Your instructions =
Below are entries. Copy exactly the lines running from the line that holds "Creates an extractor." to the line that holds "if let Some(direction)", with both ends included.

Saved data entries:

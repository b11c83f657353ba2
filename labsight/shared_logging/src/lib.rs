#![deny(
    clippy::all,
    clippy::pedantic,
    clippy::nursery,
    missing_docs,
    rust_2018_idioms
)]

//! Append-only JSON-lines logging shared by the Model-2 crates.
//!
//! Every line is one [`LogRecord`]. The orchestrator's error log uses the same
//! format so a failed run leaves a machine-readable forensic trail.

use std::{
    fs::{self, File},
    io::Write,
    path::{Path, PathBuf},
};

use anyhow::{Context, Result};
use chrono::{DateTime, Utc};
use parking_lot::Mutex;
use serde::{Deserialize, Serialize};

/// Log severity level.
#[derive(Debug, Clone, Copy, Serialize, Deserialize, PartialEq, Eq)]
#[serde(rename_all = "UPPERCASE")]
pub enum LogLevel {
    /// Debug information.
    Debug,
    /// Informational events.
    Info,
    /// Warning indicator.
    Warn,
    /// Error indicator.
    Error,
}

/// Structured log record.
#[derive(Debug, Clone, Serialize, Deserialize)]
pub struct LogRecord {
    /// Timestamp in ISO8601.
    pub timestamp: DateTime<Utc>,
    /// Module emitting the log.
    pub module: String,
    /// Severity.
    pub level: LogLevel,
    /// Event name, e.g. `model2.run.completed`.
    pub message: String,
    /// Arbitrary JSON fields.
    #[serde(default, skip_serializing_if = "serde_json::Map::is_empty")]
    pub metadata: serde_json::Map<String, serde_json::Value>,
}

impl LogRecord {
    /// Creates a record with the provided info.
    #[must_use]
    pub fn new(module: impl Into<String>, level: LogLevel, message: impl Into<String>) -> Self {
        Self {
            timestamp: Utc::now(),
            module: module.into(),
            level,
            message: message.into(),
            metadata: serde_json::Map::new(),
        }
    }

    /// Adds one metadata field.
    #[must_use]
    pub fn with_field(mut self, key: impl Into<String>, value: impl Into<serde_json::Value>) -> Self {
        self.metadata.insert(key.into(), value.into());
        self
    }

    /// Builds the `ERROR` record written when processing an input fails.
    #[must_use]
    pub fn failure(module: impl Into<String>, input: &Path, error: &str) -> Self {
        Self::new(module, LogLevel::Error, "model2.run.failed")
            .with_field("input", input.display().to_string())
            .with_field("error", error)
    }
}

/// Thread-safe JSON logger with append-only semantics.
#[derive(Debug)]
pub struct JsonLogger {
    path: PathBuf,
    writer: Mutex<File>,
}

impl JsonLogger {
    /// Creates or opens a logger at the desired path, creating parent directories.
    pub fn new(path: impl AsRef<Path>) -> Result<Self> {
        let path = path.as_ref().to_path_buf();
        if let Some(parent) = path.parent() {
            fs::create_dir_all(parent)
                .with_context(|| format!("creating log directory {}", parent.display()))?;
        }
        let file = fs::OpenOptions::new()
            .create(true)
            .append(true)
            .open(&path)
            .with_context(|| format!("opening log file {}", path.display()))?;
        Ok(Self {
            path,
            writer: Mutex::new(file),
        })
    }

    /// Writes a log record as one JSON line.
    pub fn log(&self, record: &LogRecord) -> Result<()> {
        let mut writer = self.writer.lock();
        serde_json::to_writer(&mut *writer, record)?;
        writer.write_all(b"\n")?;
        writer.flush()?;
        Ok(())
    }

    /// Returns the underlying file path.
    #[must_use]
    pub fn path(&self) -> &Path {
        &self.path
    }
}

/// Reads every record back from a JSON-lines log, skipping lines that do not parse.
pub fn read_records(path: impl AsRef<Path>) -> Result<Vec<LogRecord>> {
    let path = path.as_ref();
    let raw = fs::read_to_string(path).with_context(|| format!("reading {}", path.display()))?;
    Ok(raw
        .lines()
        .filter(|line| !line.trim().is_empty())
        .filter_map(|line| serde_json::from_str(line).ok())
        .collect())
}
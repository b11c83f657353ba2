use serde_json::{Map, Value};
use thiserror::Error;

use super::helper::TermInspector;

/// Replacement written over every redacted string.
pub const REDACTION_MARKER: &str = "[REDACTED_BY_GUARDRAILS]";

/// Top-level key that is never allowed through under its own name.
pub const RECOMMENDATIONS_KEY: &str = "recommendations";

/// Name the recommendations key is moved to.
pub const RECOMMENDATIONS_RENAMED: &str = "recommendations_removed_by_guardrails";

/// Errors raised while building a guard.
#[derive(Debug, Error)]
pub enum GuardrailError {
    /// The configured term list did not compile.
    #[error("forbidden term list: {0}")]
    Terms(#[from] regex::Error),
}

/// What a sanitize pass changed.
#[derive(Debug, Clone, Copy, Default, PartialEq, Eq)]
pub struct GuardOutcome {
    /// String leaves replaced by the marker.
    pub redacted: usize,
    /// Whether a top-level recommendations key was renamed.
    pub renamed_recommendations: bool,
}

/// Final safety pass over an assembled document.
#[derive(Debug, Clone)]
pub struct OutputGuard {
    inspector: TermInspector,
}

impl OutputGuard {
    /// Builds a guard for the given phrases.
    pub fn new<S: AsRef<str>>(terms: &[S]) -> Result<Self, GuardrailError> {
        Ok(Self {
            inspector: TermInspector::new(terms)?,
        })
    }

    /// Sanitizes `document` in place. Never fails; non-string leaves pass through.
    pub fn sanitize(&self, document: &mut Value) -> GuardOutcome {
        let mut outcome = GuardOutcome::default();
        if let Value::Object(map) = document {
            outcome.renamed_recommendations = rename_recommendations(map);
        }
        outcome.redacted = self.walk(document);
        outcome
    }

    fn walk(&self, value: &mut Value) -> usize {
        match value {
            Value::String(text) => {
                if self.inspector.is_forbidden(text) {
                    *value = Value::String(REDACTION_MARKER.to_string());
                    1
                } else {
                    0
                }
            }
            Value::Array(items) => items.iter_mut().map(|item| self.walk(item)).sum(),
            Value::Object(map) => map.values_mut().map(|item| self.walk(item)).sum(),
            Value::Null | Value::Bool(_) | Value::Number(_) => 0,
        }
    }
}

fn rename_recommendations(map: &mut Map<String, Value>) -> bool {
    match map.remove(RECOMMENDATIONS_KEY) {
        Some(value) => {
            map.insert(RECOMMENDATIONS_RENAMED.to_string(), value);
            true
        }
        None => false,
    }
}
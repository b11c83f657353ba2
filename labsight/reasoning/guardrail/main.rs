//! Output guardrail: strips treatment language before anything is persisted.

/// Guard and redaction pass.
pub mod guard;
/// Phrase matching.
pub mod helper;

pub use guard::{
    GuardOutcome, GuardrailError, OutputGuard, RECOMMENDATIONS_KEY, RECOMMENDATIONS_RENAMED,
    REDACTION_MARKER,
};
pub use helper::TermInspector;
use std::sync::Arc;

use indexmap::IndexMap;
use labsight_knowledge::{KnowledgeGraph, LabConfig, ProbableCause};
use serde::Serialize;

use crate::{
    module::{observation, LoadedReport},
    patterns::PatternReport,
    severity::SeverityClassifier,
};

/// Ranked causes as they appear in the output document.
#[derive(Debug, Clone, Default, PartialEq, Serialize)]
pub struct CauseReport {
    /// Causes by descending normalized score.
    pub causes: Vec<ProbableCause>,
    /// Prior-fused scores before normalization.
    pub raw_scores: IndexMap<String, f64>,
}

impl CauseReport {
    /// Normalized score of the strongest cause, 0 when nothing matched.
    #[must_use]
    pub fn top_score(&self) -> f64 {
        self.causes.first().map_or(0.0, |c| c.score)
    }
}

/// Builds the observation list fed to the knowledge graph.
#[derive(Debug, Clone)]
pub struct ObservationExtractor {
    config: Arc<LabConfig>,
    classifier: SeverityClassifier,
}

impl ObservationExtractor {
    /// Creates an extractor.
    #[must_use]
    pub fn new(config: Arc<LabConfig>) -> Self {
        Self {
            classifier: SeverityClassifier::new(Arc::clone(&config)),
            config,
        }
    }

    /// Support tokens of present patterns, then key-parameter observations.
    ///
    /// For key parameters an explicit status flag wins over the graded value.
    /// A token seen in both passes is kept twice and corroborates itself.
    #[must_use]
    pub fn extract(&self, report: &LoadedReport, patterns: &PatternReport) -> Vec<String> {
        let mut tokens: Vec<String> = patterns
            .present()
            .flat_map(|(_, pattern)| pattern.support.iter().cloned())
            .collect();

        for parameter in self.config.key_parameters() {
            let direction = match report.status.get(parameter) {
                Some(flag) => flag.direction(),
                None => {
                    let value = report.value(parameter);
                    if value.is_none() {
                        continue;
                    }
                    self.classifier
                        .label_from_range(parameter, value, &report.patient)
                        .label
                        .direction()
                }
            };
            if let Some(direction) = direction {
                tokens.push(observation(parameter, direction));
            }
        }
        tokens
    }
}

/// Ranks probable causes through the knowledge graph.
#[derive(Debug, Clone)]
pub struct ProbableCauseRanker {
    config: Arc<LabConfig>,
    graph: Arc<KnowledgeGraph>,
}

impl ProbableCauseRanker {
    /// Creates a ranker over a shared graph.
    #[must_use]
    pub const fn new(config: Arc<LabConfig>, graph: Arc<KnowledgeGraph>) -> Self {
        Self { config, graph }
    }

    /// Runs inference with the configured priors.
    #[must_use]
    pub fn rank<S: AsRef<str>>(&self, observations: &[S]) -> CauseReport {
        let inference = self.graph.infer_causes(observations, self.config.priors());
        CauseReport {
            causes: inference.causes,
            raw_scores: inference.fused,
        }
    }
}

#[cfg(test)]
mod tests {
    use super::*;
    use crate::{
        module::{PatientContext, StatusFlag},
        patterns::PatternEngine,
    };
    use labsight_knowledge::Gender;

    fn setup() -> (Arc<LabConfig>, ObservationExtractor, PatternEngine, ProbableCauseRanker) {
        let config = Arc::new(LabConfig::builtin());
        let graph = Arc::new(config.knowledge_graph().unwrap());
        (
            Arc::clone(&config),
            ObservationExtractor::new(Arc::clone(&config)),
            PatternEngine::new(SeverityClassifier::new(Arc::clone(&config))),
            ProbableCauseRanker::new(config, graph),
        )
    }

    fn report(values: &[(&str, f64)]) -> LoadedReport {
        let mut report = LoadedReport {
            patient: PatientContext {
                gender: Some(Gender::Female),
                ..PatientContext::default()
            },
            ..LoadedReport::default()
        };
        for (name, value) in values {
            report.parameters.insert((*name).to_string(), Some(*value));
        }
        report
    }

    #[test]
    fn pattern_support_comes_first_then_key_parameters() {
        let (_, extractor, engine, ranker) = setup();
        let report = report(&[("Hemoglobin", 6.5), ("MCV", 109.6), ("Platelets", 180.0)]);
        let patterns = engine.detect(&report.parameters, &report.patient);
        let observations = extractor.extract(&report, &patterns);
        assert_eq!(
            observations,
            ["Hemoglobin_LOW", "MCV_HIGH", "Hemoglobin_LOW", "MCV_HIGH"]
        );

        // Both caps reach 1.0; the tie keeps first-encountered order.
        let ranked = ranker.rank(&observations);
        let top: Vec<_> = ranked.causes[..2].iter().map(|c| c.cause.as_str()).collect();
        assert_eq!(top, ["Iron_Deficiency", "Vitamin_B12_Deficiency"]);
        assert!((ranked.raw_scores["Vitamin_B12_Deficiency"] - 1.0).abs() < f64::EPSILON);
        assert_eq!(ranked.causes[1].support.len(), 4);
    }

    #[test]
    fn borderline_glucose_reaches_no_metabolic_cause() {
        let (_, extractor, engine, ranker) = setup();
        let mut report = report(&[("Glucose_Fasting", 100.0)]);
        for flagged in [false, true] {
            if flagged {
                report.status.insert("Glucose_Fasting".into(), StatusFlag::Normal);
            }
            let patterns = engine.detect(&report.parameters, &report.patient);
            let observations = extractor.extract(&report, &patterns);
            assert_eq!(observations, ["Glucose_Fasting_AT_OR_ABOVE_100"]);
            let ranked = ranker.rank(&observations);
            assert!(ranked.causes.iter().all(|c| c.cause != "Diabetes_Mellitus"
                && c.cause != "Insulin_Resistance"));
        }
    }

    #[test]
    fn status_flag_overrides_grading() {
        let (_, extractor, engine, _) = setup();
        let mut report = report(&[("LDL", 120.0), ("CRP", 30.0)]);
        report.status.insert("LDL".into(), StatusFlag::High);
        report.status.insert("CRP".into(), StatusFlag::Normal);
        let patterns = engine.detect(&report.parameters, &report.patient);
        let observations = extractor.extract(&report, &patterns);
        // CRP still appears through the inflammation pattern
        assert_eq!(observations, ["CRP_HIGH", "LDL_HIGH"]);
    }

    #[test]
    fn status_without_value_still_counts() {
        let (_, extractor, _, _) = setup();
        let mut report = LoadedReport::default();
        report.status.insert("Platelets".into(), StatusFlag::Low);
        let observations = extractor.extract(&report, &PatternReport::default());
        assert_eq!(observations, ["Platelets_LOW"]);
    }

    #[test]
    fn ranking_reports_raw_and_normalized_scores() {
        let (_, _, _, ranker) = setup();
        let ranked = ranker.rank(&["Hemoglobin_LOW", "MCV_HIGH"]);
        assert!((ranked.top_score() - 1.0).abs() < f64::EPSILON);
        let top = &ranked.causes[0];
        assert_eq!(top.cause, "Vitamin_B12_Deficiency");
        assert!(ranked.raw_scores[&top.cause] <= 1.0);
        assert!(ranked
            .causes
            .iter()
            .all(|c| c.score > 0.0 && !c.support.is_empty()));

        let empty: [&str; 0] = [];
        assert!(ranker.rank(&empty).causes.is_empty());
    }
}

Task result =
    /// Creates an extractor.
    #[must_use]
    pub fn new(config: Arc<LabConfig>) -> Self {
        Self {
            classifier: SeverityClassifier::new(Arc::clone(&config)),
            config,
        }
    }

    /// Support tokens of present patterns, then key-parameter observations.
    ///
    /// For key parameters an explicit status flag wins over the graded value.
    /// A token seen in both passes is kept twice and corroborates itself.
    #[must_use]
    pub fn extract(&self, report: &LoadedReport, patterns: &PatternReport) -> Vec<String> {
        let mut tokens: Vec<String> = patterns
            .present()
            .flat_map(|(_, pattern)| pattern.support.iter().cloned())
            .collect();

        for parameter in self.config.key_parameters() {
            let direction = match report.status.get(parameter) {
                Some(flag) => flag.direction(),
                None => {
                    let value = report.value(parameter);
                    if value.is_none() {
                        continue;
                    }
                    self.classifier
                        .label_from_range(parameter, value, &report.patient)
                        .label
                        .direction()
                }
            };
            if let Some(direction) = direction {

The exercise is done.